Dakar, Jul 20 (APS) – The book ”Islamic scholarship in Africa” (437 pages), published by several authors under the direction of Senegalese scholar Ousmane Kane, sheds light on the intellectual contribution of Muslim societies in Africa dark to the radiance of Islamic knowledge.

The book published in 2021 by CERDIS and James Currey editions brings together 17 forums and articles.

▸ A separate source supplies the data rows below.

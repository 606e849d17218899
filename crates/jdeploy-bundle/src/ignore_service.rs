//! Ignore-file resolution for a project.
//!
//! [`IgnoreService`] loads `.jdpignore` and `.jdpignore.<platform>` lazily and
//! keeps the parsed patterns in an explicit cache owned by the service. A
//! generation run constructs one service and drops it at the end.

use crate::archive::EntryFilter;
use crate::ignore::{global_ignore_file, parse_ignore_file, platform_ignore_file};
use crate::{NamespacePattern, Platform, Project};
use std::collections::HashMap;
use std::path::{Path, PathBuf};

#[derive(Debug, Clone, Copy, PartialEq, Eq, Hash)]
enum Scope {
    Global,
    Platform(Platform),
}

/// Cached ignore-file lookups.
#[derive(Debug, Default)]
pub struct IgnoreService {
    cache: HashMap<(PathBuf, Scope), Vec<NamespacePattern>>,
}

/// Pattern counts for one scope.
#[derive(Debug, Clone, Copy, Default, PartialEq, Eq)]
pub struct PatternCounts {
    pub total: usize,
    pub keep: usize,
    pub ignore: usize,
}

impl PatternCounts {
    fn of(patterns: &[NamespacePattern]) -> Self {
        let keep = patterns.iter().filter(|p| p.is_keep()).count();
        Self {
            total: patterns.len(),
            keep,
            ignore: patterns.len() - keep,
        }
    }
}

/// Platform-scoped part of [`PatternStatistics`].
#[derive(Debug, Clone, Copy, PartialEq, Eq)]
pub struct PlatformCounts {
    pub platform: Platform,
    pub counts: PatternCounts,
}

/// Diagnostic pattern counts for a project.
#[derive(Debug, Clone, Copy, Default, PartialEq, Eq)]
pub struct PatternStatistics {
    pub global: PatternCounts,
    /// Present only when statistics were requested for a platform.
    pub platform: Option<PlatformCounts>,
}

/// A snapshot of the global and platform rules for one platform.
///
/// Used by the archive rewriter as its per-entry decision.
#[derive(Debug, Clone, Default)]
pub struct IgnoreRules {
    global: Vec<NamespacePattern>,
    platform: Vec<NamespacePattern>,
}

impl IgnoreRules {
    /// Whether both scopes are empty.
    #[must_use]
    pub fn is_empty(&self) -> bool {
        self.global.is_empty() && self.platform.is_empty()
    }
}

impl EntryFilter for IgnoreRules {
    fn includes(&self, entry_path: &str) -> bool {
        resolve(&self.global, &self.platform, entry_path)
    }
}

impl IgnoreService {
    /// Create a service with an empty cache.
    #[must_use]
    pub fn new() -> Self {
        Self::default()
    }

    /// Patterns of the project's global `.jdpignore`.
    pub fn global_patterns(&mut self, project: &Project) -> &[NamespacePattern] {
        self.patterns(project.project_dir(), Scope::Global)
    }

    /// Patterns of the project's `.jdpignore.<platform>`.
    ///
    /// Always empty for [`Platform::Default`].
    pub fn platform_patterns(
        &mut self,
        project: &Project,
        platform: Platform,
    ) -> &[NamespacePattern] {
        if platform.is_default() {
            return &[];
        }
        self.patterns(project.project_dir(), Scope::Platform(platform))
    }

    /// Drop every cached pattern list.
    pub fn clear_cache(&mut self) {
        self.cache.clear();
    }

    /// Decide whether an entry is included for `platform`.
    ///
    /// A missing path is always included. Keep rules from either scope win
    /// over strip rules; entries matching nothing are included.
    pub fn should_include_file(
        &mut self,
        project: &Project,
        entry_path: Option<&str>,
        platform: Platform,
    ) -> bool {
        let Some(entry_path) = entry_path else {
            return true;
        };

        let dir = project.project_dir();
        self.ensure_loaded(dir, Scope::Global);
        if !platform.is_default() {
            self.ensure_loaded(dir, Scope::Platform(platform));
        }

        let global = self.cached(dir, Scope::Global);
        let specific = if platform.is_default() {
            &[]
        } else {
            self.cached(dir, Scope::Platform(platform))
        };
        resolve(global, specific, entry_path)
    }

    /// Snapshot the rules applying to `platform`.
    pub fn rules_for(&mut self, project: &Project, platform: Platform) -> IgnoreRules {
        IgnoreRules {
            global: self.global_patterns(project).to_vec(),
            platform: self.platform_patterns(project, platform).to_vec(),
        }
    }

    /// Whether the global file or any platform file exists on disk.
    #[must_use]
    pub fn has_ignore_files(&self, project: &Project) -> bool {
        let dir = project.project_dir();
        global_ignore_file(dir).is_file()
            || Platform::all()
                .iter()
                .any(|platform| platform_ignore_file(dir, *platform).is_file())
    }

    /// Count patterns per scope. `platform == None` leaves out the platform
    /// counters.
    pub fn pattern_statistics(
        &mut self,
        project: &Project,
        platform: Option<Platform>,
    ) -> PatternStatistics {
        let global = PatternCounts::of(self.global_patterns(project));
        let platform = platform.map(|platform| PlatformCounts {
            platform,
            counts: PatternCounts::of(self.platform_patterns(project, platform)),
        });

        PatternStatistics { global, platform }
    }

    fn patterns(&mut self, dir: &Path, scope: Scope) -> &[NamespacePattern] {
        self.ensure_loaded(dir, scope);
        self.cached(dir, scope)
    }

    fn cached(&self, dir: &Path, scope: Scope) -> &[NamespacePattern] {
        self.cache
            .get(&(dir.to_path_buf(), scope))
            .map_or(&[], Vec::as_slice)
    }

    fn ensure_loaded(&mut self, dir: &Path, scope: Scope) {
        let key = (dir.to_path_buf(), scope);
        if self.cache.contains_key(&key) {
            return;
        }

        let file = match scope {
            Scope::Global => global_ignore_file(dir),
            Scope::Platform(platform) => platform_ignore_file(dir, platform),
        };

        let patterns = if file.is_file() {
            parse_ignore_file(&file).unwrap_or_else(|e| {
                tracing::warn!("Failed to read ignore file {}: {}", file.display(), e);
                Vec::new()
            })
        } else {
            Vec::new()
        };

        tracing::debug!("Loaded {} patterns from {}", patterns.len(), file.display());
        self.cache.insert(key, patterns);
    }
}

fn resolve(global: &[NamespacePattern], platform: &[NamespacePattern], entry_path: &str) -> bool {
    let mut all = global.iter().chain(platform);
    if all.clone().any(|p| p.is_keep() && p.matches(entry_path)) {
        return true;
    }
    !all.any(|p| p.is_ignore() && p.matches(entry_path))
}
//! Tarball packers.
//!
//! A packer turns a bundle directory into `<name>-<version>.tgz` in an
//! output directory, using the name and version of the directory's
//! `package.json` the way `npm pack` does.

use crate::{BundleError, BundleResult, PACKAGE_JSON};
use flate2::Compression;
use flate2::write::GzEncoder;
use serde_json::Value;
use std::fs::{self, File};
use std::io::{self, Write};
use std::path::{Path, PathBuf};
use std::process::Command;
use tar::HeaderMode;
use walkdir::WalkDir;

/// Root directory of entries inside an npm tarball.
const TARBALL_ROOT: &str = "package";

/// Produces a tarball from a bundle directory.
pub trait Packer {
    /// Pack `source_dir` into `output_dir` and return the tarball path.
    fn pack(&self, source_dir: &Path, output_dir: &Path) -> BundleResult<PathBuf>;
}

/// Packs with the external `npm pack` command.
#[derive(Debug, Clone)]
pub struct NpmPacker {
    program: PathBuf,
}

impl Default for NpmPacker {
    fn default() -> Self {
        let program = if cfg!(windows) { "npm.cmd" } else { "npm" };
        Self {
            program: PathBuf::from(program),
        }
    }
}

impl NpmPacker {
    /// Use a specific `npm` executable.
    #[must_use]
    pub fn with_program<P: Into<PathBuf>>(program: P) -> Self {
        Self {
            program: program.into(),
        }
    }
}

impl Packer for NpmPacker {
    fn pack(&self, source_dir: &Path, output_dir: &Path) -> BundleResult<PathBuf> {
        let tarball = output_dir.join(npm_tarball_name(source_dir)?);
        fs::create_dir_all(output_dir)?;

        let output = Command::new(&self.program)
            .arg("pack")
            .arg("--pack-destination")
            .arg(output_dir)
            .current_dir(source_dir)
            .output()
            .map_err(|e| {
                pack_error(
                    source_dir,
                    format!("failed to run {}: {e}", self.program.display()),
                )
            })?;

        if !output.status.success() {
            let stderr = String::from_utf8_lossy(&output.stderr);
            return Err(pack_error(
                source_dir,
                format!("npm pack exited with {}: {}", output.status, stderr.trim()),
            ));
        }

        if !tarball.is_file() {
            return Err(pack_error(
                source_dir,
                format!("expected tarball not found: {}", tarball.display()),
            ));
        }

        Ok(tarball)
    }
}

/// Built-in packer writing an npm-compatible gzip tarball.
///
/// Every file of the source directory is stored under `package/`, in sorted
/// order with deterministic headers.
#[derive(Debug, Clone, Copy, Default)]
pub struct TarballPacker;

impl Packer for TarballPacker {
    fn pack(&self, source_dir: &Path, output_dir: &Path) -> BundleResult<PathBuf> {
        let tarball = output_dir.join(npm_tarball_name(source_dir)?);
        fs::create_dir_all(output_dir)?;

        let encoder = GzEncoder::new(File::create(&tarball)?, Compression::default());
        let mut tar = tar::Builder::new(encoder);

        for entry in WalkDir::new(source_dir).sort_by_file_name() {
            let entry = entry.map_err(io::Error::from)?;
            let path = entry.path();
            if path == source_dir {
                continue;
            }

            let relative = path
                .strip_prefix(source_dir)
                .map_err(|e| pack_error(source_dir, e.to_string()))?;
            let archive_path = Path::new(TARBALL_ROOT).join(relative);

            let metadata = fs::metadata(path)?;
            let mut header = tar::Header::new_gnu();
            header.set_metadata_in_mode(&metadata, HeaderMode::Deterministic);

            if entry.file_type().is_dir() {
                tar.append_data(&mut header, &archive_path, &mut io::empty())?;
            } else {
                let mut file = File::open(path)?;
                tar.append_data(&mut header, &archive_path, &mut file)?;
            }
        }

        let encoder = tar.into_inner()?;
        let mut file = encoder.finish()?;
        file.flush()?;

        Ok(tarball)
    }
}

/// File name `npm pack` gives the tarball of `dir`: `<name>-<version>.tgz`,
/// with a scope `@scope/name` flattened to `scope-name`.
pub fn npm_tarball_name(dir: &Path) -> BundleResult<String> {
    let manifest = dir.join(PACKAGE_JSON);
    if !manifest.is_file() {
        return Err(BundleError::MissingFile(format!("{}", manifest.display())));
    }

    let package_json: Value = serde_json::from_str(&fs::read_to_string(&manifest)?)?;
    let name = package_json
        .get("name")
        .and_then(Value::as_str)
        .filter(|n| !n.trim().is_empty())
        .ok_or_else(|| {
            BundleError::InvalidManifest(format!("{}: missing name", manifest.display()))
        })?;
    let version = package_json
        .get("version")
        .and_then(Value::as_str)
        .unwrap_or(crate::project::DEFAULT_VERSION);

    let name = name.trim_start_matches('@').replace('/', "-");
    Ok(format!("{name}-{version}.tgz"))
}

fn pack_error(source_dir: &Path, reason: String) -> BundleError {
    BundleError::Pack {
        path: source_dir.display().to_string(),
        reason,
    }
}
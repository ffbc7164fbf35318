//! Storage for articles.
//!
//! Provides the [`ArticleStore`] trait defining the storage contract and the
//! [`InMemoryStore`] backend, an insertion-ordered list scanned linearly.
//!
//! # Modules
//!
//! - [`types`]: Article and ArticleFields records
//! - [`traits`]: ArticleStore trait definition
//! - [`memory`]: InMemoryStore implementation and sample seed data

pub mod memory;
pub mod traits;
pub mod types;

pub use memory::InMemoryStore;
pub use traits::ArticleStore;
pub use types::{Article, ArticleFields};
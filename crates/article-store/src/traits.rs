//! The [`ArticleStore`] trait defining the storage contract for articles.
//!
//! Id-based operations address the *first* article whose id matches, in
//! insertion order. Duplicate ids are allowed; later duplicates are only
//! reachable through [`ArticleStore::list`].
//!
//! The trait is synchronous. Callers that share a store between tasks wrap
//! it in a single lock and hold that lock for the whole call.

use crate::types::{Article, ArticleFields};

/// The storage contract for articles.
pub trait ArticleStore {
    /// Returns a copy of every article in insertion order.
    fn list(&self) -> Vec<Article>;

    /// Returns the first article with the given id.
    fn find_by_id(&self, id: &str) -> Option<Article>;

    /// Appends an article to the end. No uniqueness check is made.
    fn append(&mut self, article: Article);

    /// Removes the first article with the given id, keeping the order of the
    /// rest. Returns `false` and leaves the store unchanged if none matches.
    fn remove_by_id(&mut self, id: &str) -> bool;

    /// Overwrites title, desc and content of the first article with the given
    /// id and returns the updated article. Returns `None` if none matches.
    fn update_by_id(&mut self, id: &str, fields: ArticleFields) -> Option<Article>;

    /// Number of stored articles.
    fn len(&self) -> usize;

    /// Returns `true` when the store holds no articles.
    fn is_empty(&self) -> bool {
        self.len() == 0
    }
}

“This interdisciplinary collective work, written by eminent researchers, fills an important gap” by “refuting (…) the idea that Muslim societies in black Africa are on the periphery of the Muslim world”, is- he writes on the back cover.

The authors set out to ”challenge” the implicit assumption that Sub-Saharans are ”secondary partners” in the intellectual relations of the Muslim world.


The book is also published in English under the title ”Islamic scholarship in africa”, with the subtitle ”New directions and global contexts”. It explores the intellectual and spiritual exchanges between the populations of West Africa, East Africa, the Sahara, the Maghreb and the East, as well as the Muslim diasporas in the West.


“Africans south of the Sahara, like any other people in the Muslim community, have been contributors in their own right to Islamic knowledge,” said the book’s coordinator, Ousmane Kane, during of the book presentation ceremony on Tuesday in Dakar.


Mr. Kane, holder of the chair of Islamology at Harvard University (United States), also insisted on the role of the pilgrimage to Mecca (Saudi Arabia) in these intellectual exchanges. Before colonization, “the text and the scholars circulated without hindrance”, he insisted on recalling.


“The pilgrimage to Mecca was not only a ritual act, it also allowed Africans to rub shoulders with other scholars from the Muslim world,” Ousmane Kane explained of the book.


Travel, at that time, was generally made by land, which favored the visit of major centers of learning by Africans, including Morocco, Tunisia, Egypt, Lebanon and Jerusalem, according to the Senegalese academic.


The book tells an anecdote about Cheikh Ibrahima Niasse (1900-1975), whose erudition surprised an Egyptian scholar he had met in Mecca. In the opinion of the man from Egypt, that a Sub-Saharan, especially from West Africa, could acquire such Islamic scholarship without going through al-Azhar University was a miracle.


Ousmane Kane, after recalling the “scholarly past” of the African continent, deplores the fact that specialists privilege the “political career” of fifteen years of El Hadji Oumar Tall over his “intellectual career” which has lasted fifty-five years.


The spread of Islam paved the way for the development of Ajami, the transcription of African languages ​​into Arabic script, according to Kane and his co-authors.


“It is well known that African scholars have used Ajami to explain complex notions of Islamic theology to the masses who do not know Arabic,” the book says.

African languages, including Swahili, Hausa and Wolof, have been used to transmit Islamic knowledge and have served to transmit sophisticated knowledge.

According to Ousmane Kane, the scholars Serigne Mor Kaïré and Serigne Mbaye Diakhaté, whom he nicknamed ”the Mouride pleiad”, Serigne Hady Touré and Cheikh Gassama helped to spread Islamic knowledge of Wolof expression, for the Mouride brotherhoods and tijane.